New Delhi: At least 93 people, including 14 police officials, were killed across Bangladesh on Sunday (August 4) as student protesters clashed with activists from Prime Minister Sheikh Hasina’s ruling Awami League.
Sunday marked the first day of the non-cooperation movement announced by the Anti-Discrimination Students Movement.
The Interior Ministry declared an indefinite nationwide curfew from 6 pm (1200 GMT), in the first such move since the protests started.
The demonstrations broke out in June against a controversial quota system for public sector recruitment, which the country’s Supreme Court has now all but scrapped.
Students returned to the streets this week in huge numbers, in an all-out non-cooperation movement aimed at paralysing the government and demanding Hasina’s resignation.
What happened on Sunday?
Large groups of protesters packed into Dhaka’s central Shahbagh Square, with street battles erupting at multiple locations in the capital as well as in other cities, police said.

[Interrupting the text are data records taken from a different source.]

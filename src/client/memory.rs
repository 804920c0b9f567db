//! Simulated toolchain backend with a persistent in-memory component store.
//!
//! `InMemoryToolchain` stands in for the vendor client during rehearsal runs
//! and tests. Its store outlives individual sessions, keyed by workspace path
//! and component name, which reproduces the registry behavior the real
//! toolchain persists on disk: create-then-build in one session,
//! retrieve-then-build in the next.

use std::collections::HashMap;
use std::path::{Path, PathBuf};
use std::sync::atomic::{AtomicUsize, Ordering};
use std::sync::{Arc, Mutex};

use crate::client::{Toolchain, ToolchainSession};
use crate::error::ClientError;
use crate::models::{BuildStatus, Component, ComponentKind, PlatformConfig};

/// Component record held by the simulated store.
#[derive(Debug, Clone)]
struct StoredComponent {
    kind: ComponentKind,
    /// Directory the toolchain would assign the component inside the
    /// workspace; `$COMPONENT_LOCATION` resolves against this.
    location: PathBuf,
    /// Resolved hardware design path (platforms only).
    hw_design: Option<PathBuf>,
    builds_completed: u32,
    /// When set, the next builds of this component report failure.
    fail_builds: bool,
}

type WorkspaceStore = HashMap<String, StoredComponent>;

#[derive(Debug, Default)]
struct SharedState {
    workspaces: HashMap<PathBuf, WorkspaceStore>,
}

/// In-memory stand-in for the vendor build client.
///
/// Cloning yields a handle to the same store, so several sequential sessions
/// (or a test double alongside the orchestrator) observe the same components.
#[derive(Debug, Clone, Default)]
pub struct InMemoryToolchain {
    state: Arc<Mutex<SharedState>>,
    /// When true, `create_platform_component` requires the resolved hardware
    /// design artifact to exist on the real filesystem.
    check_artifacts: bool,
    sessions_opened: Arc<AtomicUsize>,
    sessions_closed: Arc<AtomicUsize>,
}

impl InMemoryToolchain {
    pub fn new() -> Self {
        Self::default()
    }

    /// Enable filesystem existence checks for hardware design artifacts.
    pub fn with_artifact_checks(mut self) -> Self {
        self.check_artifacts = true;
        self
    }

    /// Seed a component into a workspace, as if it had been created by an
    /// earlier session or directly in the IDE. Overwrites nothing.
    pub fn seed_component(
        &self,
        workspace: &Path,
        name: &str,
        kind: ComponentKind,
    ) -> Result<(), ClientError> {
        let mut state = self.lock();
        let store = state.workspaces.entry(workspace.to_path_buf()).or_default();
        if store.contains_key(name) {
            return Err(ClientError::DuplicateName(name.to_string()));
        }
        store.insert(
            name.to_string(),
            StoredComponent {
                kind,
                location: workspace.join(name),
                hw_design: None,
                builds_completed: 0,
                fail_builds: false,
            },
        );
        Ok(())
    }

    /// Mark a component so its builds report toolchain failure. Used to
    /// exercise failure propagation and teardown paths.
    pub fn poison_component(&self, workspace: &Path, name: &str) -> Result<(), ClientError> {
        let mut state = self.lock();
        let store = state
            .workspaces
            .get_mut(workspace)
            .ok_or_else(|| ClientError::NotFound(name.to_string()))?;
        let component = store
            .get_mut(name)
            .ok_or_else(|| ClientError::NotFound(name.to_string()))?;
        component.fail_builds = true;
        Ok(())
    }

    /// Resolved hardware design path recorded for a platform component.
    pub fn hw_design_of(&self, workspace: &Path, name: &str) -> Option<PathBuf> {
        self.lock()
            .workspaces
            .get(workspace)
            .and_then(|store| store.get(name))
            .and_then(|c| c.hw_design.clone())
    }

    /// Number of builds the store has completed for a component.
    pub fn builds_completed(&self, workspace: &Path, name: &str) -> u32 {
        self.lock()
            .workspaces
            .get(workspace)
            .and_then(|store| store.get(name))
            .map(|c| c.builds_completed)
            .unwrap_or(0)
    }

    /// `(opened, closed)` session counts, for leak accounting.
    pub fn session_counts(&self) -> (usize, usize) {
        (
            self.sessions_opened.load(Ordering::SeqCst),
            self.sessions_closed.load(Ordering::SeqCst),
        )
    }

    fn lock(&self) -> std::sync::MutexGuard<'_, SharedState> {
        // Store mutex poisoning only happens if a holder panicked; the store
        // itself stays structurally valid, so keep going with the inner data.
        match self.state.lock() {
            Ok(guard) => guard,
            Err(poisoned) => poisoned.into_inner(),
        }
    }
}

impl Toolchain for InMemoryToolchain {
    fn open(&self, workspace: &Path) -> Result<Box<dyn ToolchainSession>, ClientError> {
        if workspace.as_os_str().is_empty() {
            return Err(ClientError::Environment(
                "workspace path is empty".to_string(),
            ));
        }
        self.sessions_opened.fetch_add(1, Ordering::SeqCst);
        log::debug!("simulated session opened for {}", workspace.display());
        Ok(Box::new(MemorySession {
            toolchain: self.clone(),
            workspace: workspace.to_path_buf(),
            closed: false,
        }))
    }
}

/// One open session against the simulated store.
#[derive(Debug)]
struct MemorySession {
    toolchain: InMemoryToolchain,
    workspace: PathBuf,
    closed: bool,
}

impl MemorySession {
    fn ensure_open(&self) -> Result<(), ClientError> {
        if self.closed {
            Err(ClientError::Environment(
                "session has been closed".to_string(),
            ))
        } else {
            Ok(())
        }
    }
}

impl ToolchainSession for MemorySession {
    fn create_platform_component(
        &mut self,
        config: &PlatformConfig,
    ) -> Result<Component, ClientError> {
        self.ensure_open()?;
        config
            .validate()
            .map_err(|e| ClientError::InvalidReference(e.to_string()))?;

        let location = self.workspace.join(&config.name);
        let hw_design = config.hw_design.resolve(&location);
        if self.toolchain.check_artifacts && !hw_design.exists() {
            return Err(ClientError::InvalidReference(
                hw_design.display().to_string(),
            ));
        }

        let mut state = self.toolchain.lock();
        let store = state.workspaces.entry(self.workspace.clone()).or_default();
        if store.contains_key(&config.name) {
            return Err(ClientError::DuplicateName(config.name.clone()));
        }
        store.insert(
            config.name.clone(),
            StoredComponent {
                kind: ComponentKind::Platform,
                location,
                hw_design: Some(hw_design),
                builds_completed: 0,
                fail_builds: false,
            },
        );
        log::info!(
            "created platform '{}' ({} on {})",
            config.name,
            config.os,
            config.cpu
        );
        Ok(Component::new(&config.name, ComponentKind::Platform))
    }

    fn get_component(&mut self, name: &str) -> Result<Component, ClientError> {
        self.ensure_open()?;
        let state = self.toolchain.lock();
        let stored = state
            .workspaces
            .get(&self.workspace)
            .and_then(|store| store.get(name))
            .ok_or_else(|| ClientError::NotFound(name.to_string()))?;
        Ok(Component::new(name, stored.kind))
    }

    fn build(&mut self, component: &Component) -> Result<BuildStatus, ClientError> {
        self.ensure_open()?;
        let mut state = self.toolchain.lock();
        let stored = state
            .workspaces
            .get_mut(&self.workspace)
            .and_then(|store| store.get_mut(&component.name))
            .ok_or_else(|| ClientError::NotFound(component.name.clone()))?;

        if stored.fail_builds {
            return Err(ClientError::BuildFailure {
                component: component.name.clone(),
                diagnostics: "simulated toolchain failure".to_string(),
            });
        }

        stored.builds_completed += 1;
        Ok(BuildStatus::success(format!(
            "{} '{}' build #{} complete ({})",
            stored.kind,
            component.name,
            stored.builds_completed,
            stored.location.display()
        )))
    }

    fn close(&mut self) -> Result<(), ClientError> {
        if !self.closed {
            self.closed = true;
            self.toolchain.sessions_closed.fetch_add(1, Ordering::SeqCst);
            log::debug!("simulated session closed for {}", self.workspace.display());
        }
        Ok(())
    }
}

Protest organisers had urged people not to pay taxes and utility bills and not show up for work in a show of “non-cooperation” with the government.
Sunday is a working day in Bangladesh but many shops and banks in Dhaka stayed closed.
At one stage, thousands of protesters attacked a major public hospital in Dhaka’s Shahbagh area, torching several vehicles, the police said.
A police officer, who asked not to be named, told the French AFP news agency that “the whole city has turned into a battleground.”
In the capital’s Uttara neighborhood, police fired teargas to disperse hundreds of protesters who blocked a major highway.
At least 24 people were killed and dozens were injured across the country, according to a tally by DW based on hospital, police and local media sources.
The death toll included two people who were declared dead from their injuries on arrival at a hospital in Munshiganj district near Dhaka, a hospital official said.